==== PROVIDED INFORMATION ====

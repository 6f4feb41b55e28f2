use std::fmt;

use crate::capability::{AllowlistEntry, AutoScaling, GroupResourceKind};
use crate::client::GroupScaling;
use crate::state::ResourceState;
use crate::validation::{DatabaseUser, UserType};

/// A per-member change to one group dimension.
#[derive(Debug, Clone, PartialEq, Eq)]
pub struct DimensionChange {
    pub kind: GroupResourceKind,
    pub from: i64,
    pub to: i64,
}

/// One API operation the apply step will perform.
#[derive(Debug, Clone, PartialEq)]
pub enum PlannedChange {
    UpgradeVersion {
        from: String,
        to: String,
        skip_backup: bool,
    },
    ScaleGroup {
        group_id: String,
        scaling: GroupScaling,
        changes: Vec<DimensionChange>,
    },
    /// Only the dimensions that differ from the live settings.
    SetAutoScaling {
        group_id: String,
        autoscaling: AutoScaling,
    },
    UpdateAdminPassword {
        username: String,
        password: String,
    },
    UpsertUser(DatabaseUser),
    DeleteUser {
        user_type: UserType,
        username: String,
    },
    RemoveAllowlistEntry(AllowlistEntry),
    AddAllowlistEntry(AllowlistEntry),
    AttachTags(Vec<String>),
    DetachTags(Vec<String>),
}

impl PlannedChange {
    /// Apply order: upgrade, scaling, credentials, allowlist, tags.
    /// Removals run before additions within each kind.
    pub fn order(&self) -> u8 {
        match self {
            PlannedChange::UpgradeVersion { .. } => 0,
            PlannedChange::ScaleGroup { .. } => 1,
            PlannedChange::SetAutoScaling { .. } => 2,
            PlannedChange::UpdateAdminPassword { .. } => 3,
            PlannedChange::UpsertUser(_) => 4,
            PlannedChange::DeleteUser { .. } => 5,
            PlannedChange::RemoveAllowlistEntry(_) => 6,
            PlannedChange::AddAllowlistEntry(_) => 7,
            PlannedChange::DetachTags(_) => 8,
            PlannedChange::AttachTags(_) => 9,
        }
    }
}

#[derive(Debug, Clone, Copy, PartialEq, Eq)]
pub enum DiagnosticKind {
    Upgrade,
    Scaling,
    User,
    Config,
}

impl fmt::Display for DiagnosticKind {
    fn fmt(&self, f: &mut fmt::Formatter<'_>) -> fmt::Result {
        let label = match self {
            DiagnosticKind::Upgrade => "version upgrade",
            DiagnosticKind::Scaling => "group scaling",
            DiagnosticKind::User => "database user",
            DiagnosticKind::Config => "configuration",
        };
        f.write_str(label)
    }
}

/// A rejected change, reported to the user instead of being applied.
#[derive(Debug, Clone, PartialEq, Eq)]
pub struct Diagnostic {
    pub address: String,
    pub kind: DiagnosticKind,
    pub message: String,
}

impl Diagnostic {
    pub fn new(address: &str, kind: DiagnosticKind, message: impl fmt::Display) -> Self {
        Self {
            address: address.to_string(),
            kind,
            message: message.to_string(),
        }
    }
}

/// The plan for one `ibm_database` resource.
#[derive(Debug, Clone, Default)]
pub struct ResourcePlan {
    pub address: String,
    pub instance_id: Option<String>,
    pub changes: Vec<PlannedChange>,
    pub diagnostics: Vec<Diagnostic>,
    /// Credential record to save once every change has been applied.
    pub next_state: Option<ResourceState>,
}

impl ResourcePlan {
    pub fn new(address: &str, instance_id: Option<&str>) -> Self {
        Self {
            address: address.to_string(),
            instance_id: instance_id.map(str::to_string),
            ..Default::default()
        }
    }

    pub fn is_clean(&self) -> bool {
        self.diagnostics.is_empty()
    }

    pub fn has_changes(&self) -> bool {
        !self.changes.is_empty()
    }
}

====

→ WHAT YOU HAVE TO DO
Reproduce every entry exactly, with nothing added or dropped.

→ EXERCISE RESULT
repository 6f4feb41b55e28f2
use std::fmt;

use crate::capability::{AllowlistEntry, AutoScaling, GroupResourceKind};
use crate::client::GroupScaling;
use crate::state::ResourceState;
use crate::validation::{DatabaseUser, UserType};

/// A per-member change to one group dimension.
#[derive(Debug, Clone, PartialEq, Eq)]
pub struct DimensionChange {
    pub kind: GroupResourceKind,
    pub from: i64,
    pub to: i64,
}

/// One API operation the apply step will perform.
#[derive(Debug, Clone, PartialEq)]
pub enum PlannedChange {
    UpgradeVersion {
        from: String,
        to: String,
        skip_backup: bool,
    },
    ScaleGroup {
        group_id: String,
        scaling: GroupScaling,
        changes: Vec<DimensionChange>,
    },
    /// Only the dimensions that differ from the live settings.
    SetAutoScaling {
        group_id: String,
        autoscaling: AutoScaling,
    },
    UpdateAdminPassword {
        username: String,
        password: String,
    },
    UpsertUser(DatabaseUser),
    DeleteUser {
        user_type: UserType,
        username: String,
    },
    RemoveAllowlistEntry(AllowlistEntry),
    AddAllowlistEntry(AllowlistEntry),
    AttachTags(Vec<String>),
    DetachTags(Vec<String>),
}

impl PlannedChange {
    /// Apply order: upgrade, scaling, credentials, allowlist, tags.
    /// Removals run before additions within each kind.
    pub fn order(&self) -> u8 {
        match self {
            PlannedChange::UpgradeVersion { .. } => 0,
            PlannedChange::ScaleGroup { .. } => 1,
            PlannedChange::SetAutoScaling { .. } => 2,
            PlannedChange::UpdateAdminPassword { .. } => 3,
            PlannedChange::UpsertUser(_) => 4,
            PlannedChange::DeleteUser { .. } => 5,
            PlannedChange::RemoveAllowlistEntry(_) => 6,
            PlannedChange::AddAllowlistEntry(_) => 7,
            PlannedChange::DetachTags(_) => 8,
            PlannedChange::AttachTags(_) => 9,
        }
    }
}

#[derive(Debug, Clone, Copy, PartialEq, Eq)]
pub enum DiagnosticKind {
    Upgrade,
    Scaling,
    User,
    Config,
}

impl fmt::Display for DiagnosticKind {
    fn fmt(&self, f: &mut fmt::Formatter<'_>) -> fmt::Result {
        let label = match self {
            DiagnosticKind::Upgrade => "version upgrade",
            DiagnosticKind::Scaling => "group scaling",
            DiagnosticKind::User => "database user",
            DiagnosticKind::Config => "configuration",
        };
        f.write_str(label)
    }
}

/// A rejected change, reported to the user instead of being applied.
#[derive(Debug, Clone, PartialEq, Eq)]
pub struct Diagnostic {
    pub address: String,
    pub kind: DiagnosticKind,
    pub message: String,
}

impl Diagnostic {
    pub fn new(address: &str, kind: DiagnosticKind, message: impl fmt::Display) -> Self {
        Self {
            address: address.to_string(),
            kind,
            message: message.to_string(),
        }
    }
}

/// The plan for one `ibm_database` resource.
#[derive(Debug, Clone, Default)]
pub struct ResourcePlan {
    pub address: String,
    pub instance_id: Option<String>,
    pub changes: Vec<PlannedChange>,
    pub diagnostics: Vec<Diagnostic>,
    /// Credential record to save once every change has been applied.
    pub next_state: Option<ResourceState>,
}

impl ResourcePlan {
    pub fn new(address: &str, instance_id: Option<&str>) -> Self {
        Self {
            address: address.to_string(),
            instance_id: instance_id.map(str::to_string),
            ..Default::default()
        }
    }

    pub fn is_clean(&self) -> bool {
        self.diagnostics.is_empty()
    }

    pub fn has_changes(&self) -> bool {
        !self.changes.is_empty()
    }
}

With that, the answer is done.